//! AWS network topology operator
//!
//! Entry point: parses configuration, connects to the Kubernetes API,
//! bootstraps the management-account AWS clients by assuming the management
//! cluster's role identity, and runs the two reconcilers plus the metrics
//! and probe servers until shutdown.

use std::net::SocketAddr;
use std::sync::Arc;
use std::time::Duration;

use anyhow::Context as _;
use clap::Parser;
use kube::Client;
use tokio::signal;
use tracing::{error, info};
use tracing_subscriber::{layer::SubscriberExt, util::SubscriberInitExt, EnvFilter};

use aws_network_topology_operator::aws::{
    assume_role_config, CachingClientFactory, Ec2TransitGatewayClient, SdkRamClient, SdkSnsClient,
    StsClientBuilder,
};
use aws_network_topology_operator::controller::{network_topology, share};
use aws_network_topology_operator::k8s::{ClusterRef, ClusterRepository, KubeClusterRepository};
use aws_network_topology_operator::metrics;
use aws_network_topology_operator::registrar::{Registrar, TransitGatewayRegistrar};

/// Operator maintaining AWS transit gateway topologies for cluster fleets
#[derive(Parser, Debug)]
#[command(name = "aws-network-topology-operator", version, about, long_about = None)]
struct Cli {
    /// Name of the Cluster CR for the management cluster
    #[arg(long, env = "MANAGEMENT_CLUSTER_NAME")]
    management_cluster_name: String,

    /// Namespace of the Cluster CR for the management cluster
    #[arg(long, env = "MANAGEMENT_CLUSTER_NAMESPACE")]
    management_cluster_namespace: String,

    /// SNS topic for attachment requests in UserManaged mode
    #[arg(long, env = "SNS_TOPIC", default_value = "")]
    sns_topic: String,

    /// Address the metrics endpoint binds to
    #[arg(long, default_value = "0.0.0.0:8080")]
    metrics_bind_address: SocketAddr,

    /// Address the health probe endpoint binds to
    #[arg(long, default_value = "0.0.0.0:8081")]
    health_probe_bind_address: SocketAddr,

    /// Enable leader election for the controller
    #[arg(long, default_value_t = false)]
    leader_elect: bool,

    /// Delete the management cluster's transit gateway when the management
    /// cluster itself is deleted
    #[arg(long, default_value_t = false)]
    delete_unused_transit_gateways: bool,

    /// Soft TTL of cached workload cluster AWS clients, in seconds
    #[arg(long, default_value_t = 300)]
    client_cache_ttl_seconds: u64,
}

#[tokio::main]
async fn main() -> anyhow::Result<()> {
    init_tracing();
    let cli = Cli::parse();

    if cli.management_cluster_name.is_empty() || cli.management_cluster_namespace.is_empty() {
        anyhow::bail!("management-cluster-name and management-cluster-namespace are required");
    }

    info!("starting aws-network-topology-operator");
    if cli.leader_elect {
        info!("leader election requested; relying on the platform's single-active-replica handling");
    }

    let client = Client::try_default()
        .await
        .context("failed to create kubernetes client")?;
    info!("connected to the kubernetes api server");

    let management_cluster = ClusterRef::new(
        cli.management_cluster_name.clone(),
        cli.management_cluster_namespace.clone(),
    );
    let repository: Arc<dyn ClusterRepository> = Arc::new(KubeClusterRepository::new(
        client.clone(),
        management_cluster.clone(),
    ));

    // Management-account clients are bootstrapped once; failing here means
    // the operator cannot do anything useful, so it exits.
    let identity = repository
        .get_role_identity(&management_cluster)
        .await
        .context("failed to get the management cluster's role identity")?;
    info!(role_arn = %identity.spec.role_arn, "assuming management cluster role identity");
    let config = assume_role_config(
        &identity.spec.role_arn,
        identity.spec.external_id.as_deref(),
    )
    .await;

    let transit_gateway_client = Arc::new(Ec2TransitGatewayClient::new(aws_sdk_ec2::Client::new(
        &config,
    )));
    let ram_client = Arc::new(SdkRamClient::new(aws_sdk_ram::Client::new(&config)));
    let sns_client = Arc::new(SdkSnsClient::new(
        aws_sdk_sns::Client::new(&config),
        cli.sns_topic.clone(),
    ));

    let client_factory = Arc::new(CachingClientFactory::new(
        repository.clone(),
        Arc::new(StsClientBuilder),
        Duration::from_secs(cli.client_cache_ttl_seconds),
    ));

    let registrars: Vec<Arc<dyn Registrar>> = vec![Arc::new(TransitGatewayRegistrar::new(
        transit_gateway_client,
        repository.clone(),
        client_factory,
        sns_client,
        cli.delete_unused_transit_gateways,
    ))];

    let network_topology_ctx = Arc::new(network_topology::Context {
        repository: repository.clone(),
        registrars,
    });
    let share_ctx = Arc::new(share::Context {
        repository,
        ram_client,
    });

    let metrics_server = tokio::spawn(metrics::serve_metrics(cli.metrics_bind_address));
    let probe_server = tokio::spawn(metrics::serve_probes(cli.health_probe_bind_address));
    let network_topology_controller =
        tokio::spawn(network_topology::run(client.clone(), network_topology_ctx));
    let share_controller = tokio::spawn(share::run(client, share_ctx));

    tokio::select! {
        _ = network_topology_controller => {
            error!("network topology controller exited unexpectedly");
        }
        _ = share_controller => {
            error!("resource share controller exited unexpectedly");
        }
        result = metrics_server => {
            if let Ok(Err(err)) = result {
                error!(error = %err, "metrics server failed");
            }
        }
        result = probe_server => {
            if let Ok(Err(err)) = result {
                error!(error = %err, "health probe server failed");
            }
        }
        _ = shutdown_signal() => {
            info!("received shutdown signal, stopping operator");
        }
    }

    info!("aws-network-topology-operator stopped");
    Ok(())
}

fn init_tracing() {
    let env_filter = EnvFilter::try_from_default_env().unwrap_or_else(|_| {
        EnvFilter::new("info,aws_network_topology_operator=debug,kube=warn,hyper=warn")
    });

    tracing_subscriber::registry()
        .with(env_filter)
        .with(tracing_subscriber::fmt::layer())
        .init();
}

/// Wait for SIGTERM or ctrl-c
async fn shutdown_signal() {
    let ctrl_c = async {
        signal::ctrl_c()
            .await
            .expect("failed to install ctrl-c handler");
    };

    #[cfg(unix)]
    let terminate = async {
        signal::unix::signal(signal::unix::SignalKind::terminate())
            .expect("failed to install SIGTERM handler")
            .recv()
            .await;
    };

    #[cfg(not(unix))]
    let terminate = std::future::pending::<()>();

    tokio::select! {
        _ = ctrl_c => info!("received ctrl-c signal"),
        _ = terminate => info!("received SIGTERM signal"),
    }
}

☆ ☆ ☆ ☆

Line by line, please reproduce the records exactly.

**Answer to this exercise**
//! AWS network topology operator
//!
//! Entry point: parses configuration, connects to the Kubernetes API,
//! bootstraps the management-account AWS clients by assuming the management
//! cluster's role identity, and runs the two reconcilers plus the metrics
//! and probe servers until shutdown.

use std::net::SocketAddr;
use std::sync::Arc;
use std::time::Duration;

use anyhow::Context as _;
use clap::Parser;
use kube::Client;
use tokio::signal;
use tracing::{error, info};
use tracing_subscriber::{layer::SubscriberExt, util::SubscriberInitExt, EnvFilter};

use aws_network_topology_operator::aws::{
    assume_role_config, CachingClientFactory, Ec2TransitGatewayClient, SdkRamClient, SdkSnsClient,
    StsClientBuilder,
};
use aws_network_topology_operator::controller::{network_topology, share};
use aws_network_topology_operator::k8s::{ClusterRef, ClusterRepository, KubeClusterRepository};
use aws_network_topology_operator::metrics;
use aws_network_topology_operator::registrar::{Registrar, TransitGatewayRegistrar};

/// Operator maintaining AWS transit gateway topologies for cluster fleets
#[derive(Parser, Debug)]
#[command(name = "aws-network-topology-operator", version, about, long_about = None)]
struct Cli {
    /// Name of the Cluster CR for the management cluster
    #[arg(long, env = "MANAGEMENT_CLUSTER_NAME")]
    management_cluster_name: String,

    /// Namespace of the Cluster CR for the management cluster
    #[arg(long, env = "MANAGEMENT_CLUSTER_NAMESPACE")]
    management_cluster_namespace: String,

    /// SNS topic for attachment requests in UserManaged mode
    #[arg(long, env = "SNS_TOPIC", default_value = "")]
    sns_topic: String,

    /// Address the metrics endpoint binds to
    #[arg(long, default_value = "0.0.0.0:8080")]
    metrics_bind_address: SocketAddr,

    /// Address the health probe endpoint binds to
    #[arg(long, default_value = "0.0.0.0:8081")]
    health_probe_bind_address: SocketAddr,

    /// Enable leader election for the controller
    #[arg(long, default_value_t = false)]
    leader_elect: bool,

    /// Delete the management cluster's transit gateway when the management
    /// cluster itself is deleted
    #[arg(long, default_value_t = false)]
    delete_unused_transit_gateways: bool,

    /// Soft TTL of cached workload cluster AWS clients, in seconds
    #[arg(long, default_value_t = 300)]
    client_cache_ttl_seconds: u64,
}

#[tokio::main]
async fn main() -> anyhow::Result<()> {
    init_tracing();
    let cli = Cli::parse();

    if cli.management_cluster_name.is_empty() || cli.management_cluster_namespace.is_empty() {
        anyhow::bail!("management-cluster-name and management-cluster-namespace are required");
    }

    info!("starting aws-network-topology-operator");
    if cli.leader_elect {
        info!("leader election requested; relying on the platform's single-active-replica handling");
    }

    let client = Client::try_default()
        .await
        .context("failed to create kubernetes client")?;
    info!("connected to the kubernetes api server");

    let management_cluster = ClusterRef::new(
        cli.management_cluster_name.clone(),
        cli.management_cluster_namespace.clone(),
    );
    let repository: Arc<dyn ClusterRepository> = Arc::new(KubeClusterRepository::new(
        client.clone(),
        management_cluster.clone(),
    ));

    // Management-account clients are bootstrapped once; failing here means
    // the operator cannot do anything useful, so it exits.
    let identity = repository
        .get_role_identity(&management_cluster)
        .await
        .context("failed to get the management cluster's role identity")?;
    info!(role_arn = %identity.spec.role_arn, "assuming management cluster role identity");
    let config = assume_role_config(
        &identity.spec.role_arn,
        identity.spec.external_id.as_deref(),
    )
    .await;

    let transit_gateway_client = Arc::new(Ec2TransitGatewayClient::new(aws_sdk_ec2::Client::new(
        &config,
    )));
    let ram_client = Arc::new(SdkRamClient::new(aws_sdk_ram::Client::new(&config)));
    let sns_client = Arc::new(SdkSnsClient::new(
        aws_sdk_sns::Client::new(&config),
        cli.sns_topic.clone(),
    ));

    let client_factory = Arc::new(CachingClientFactory::new(
        repository.clone(),
        Arc::new(StsClientBuilder),
        Duration::from_secs(cli.client_cache_ttl_seconds),
    ));

    let registrars: Vec<Arc<dyn Registrar>> = vec![Arc::new(TransitGatewayRegistrar::new(
        transit_gateway_client,
        repository.clone(),
        client_factory,
        sns_client,
        cli.delete_unused_transit_gateways,
    ))];

    let network_topology_ctx = Arc::new(network_topology::Context {
        repository: repository.clone(),
        registrars,
    });
    let share_ctx = Arc::new(share::Context {
        repository,
        ram_client,
    });

    let metrics_server = tokio::spawn(metrics::serve_metrics(cli.metrics_bind_address));
    let probe_server = tokio::spawn(metrics::serve_probes(cli.health_probe_bind_address));
    let network_topology_controller =
        tokio::spawn(network_topology::run(client.clone(), network_topology_ctx));
    let share_controller = tokio::spawn(share::run(client, share_ctx));

    tokio::select! {
        _ = network_topology_controller => {
            error!("network topology controller exited unexpectedly");
        }
        _ = share_controller => {
            error!("resource share controller exited unexpectedly");
        }
        result = metrics_server => {
            if let Ok(Err(err)) = result {
                error!(error = %err, "metrics server failed");
            }
        }
        result = probe_server => {
            if let Ok(Err(err)) = result {
                error!(error = %err, "health probe server failed");
            }
        }
        _ = shutdown_signal() => {
            info!("received shutdown signal, stopping operator");
        }
    }

    info!("aws-network-topology-operator stopped");
    Ok(())
}

fn init_tracing() {
    let env_filter = EnvFilter::try_from_default_env().unwrap_or_else(|_| {
        EnvFilter::new("info,aws_network_topology_operator=debug,kube=warn,hyper=warn")
    });

    tracing_subscriber::registry()
        .with(env_filter)
        .with(tracing_subscriber::fmt::layer())
        .init();
}

/// Wait for SIGTERM or ctrl-c
async fn shutdown_signal() {
    let ctrl_c = async {
        signal::ctrl_c()
            .await
            .expect("failed to install ctrl-c handler");
    };

    #[cfg(unix)]
    let terminate = async {
        signal::unix::signal(signal::unix::SignalKind::terminate())
            .expect("failed to install SIGTERM handler")
            .recv()
            .await;
    };

    #[cfg(not(unix))]
    let terminate = std::future::pending::<()>();

    tokio::select! {
        _ = ctrl_c => info!("received ctrl-c signal"),
        _ = terminate => info!("received SIGTERM signal"),
    }
}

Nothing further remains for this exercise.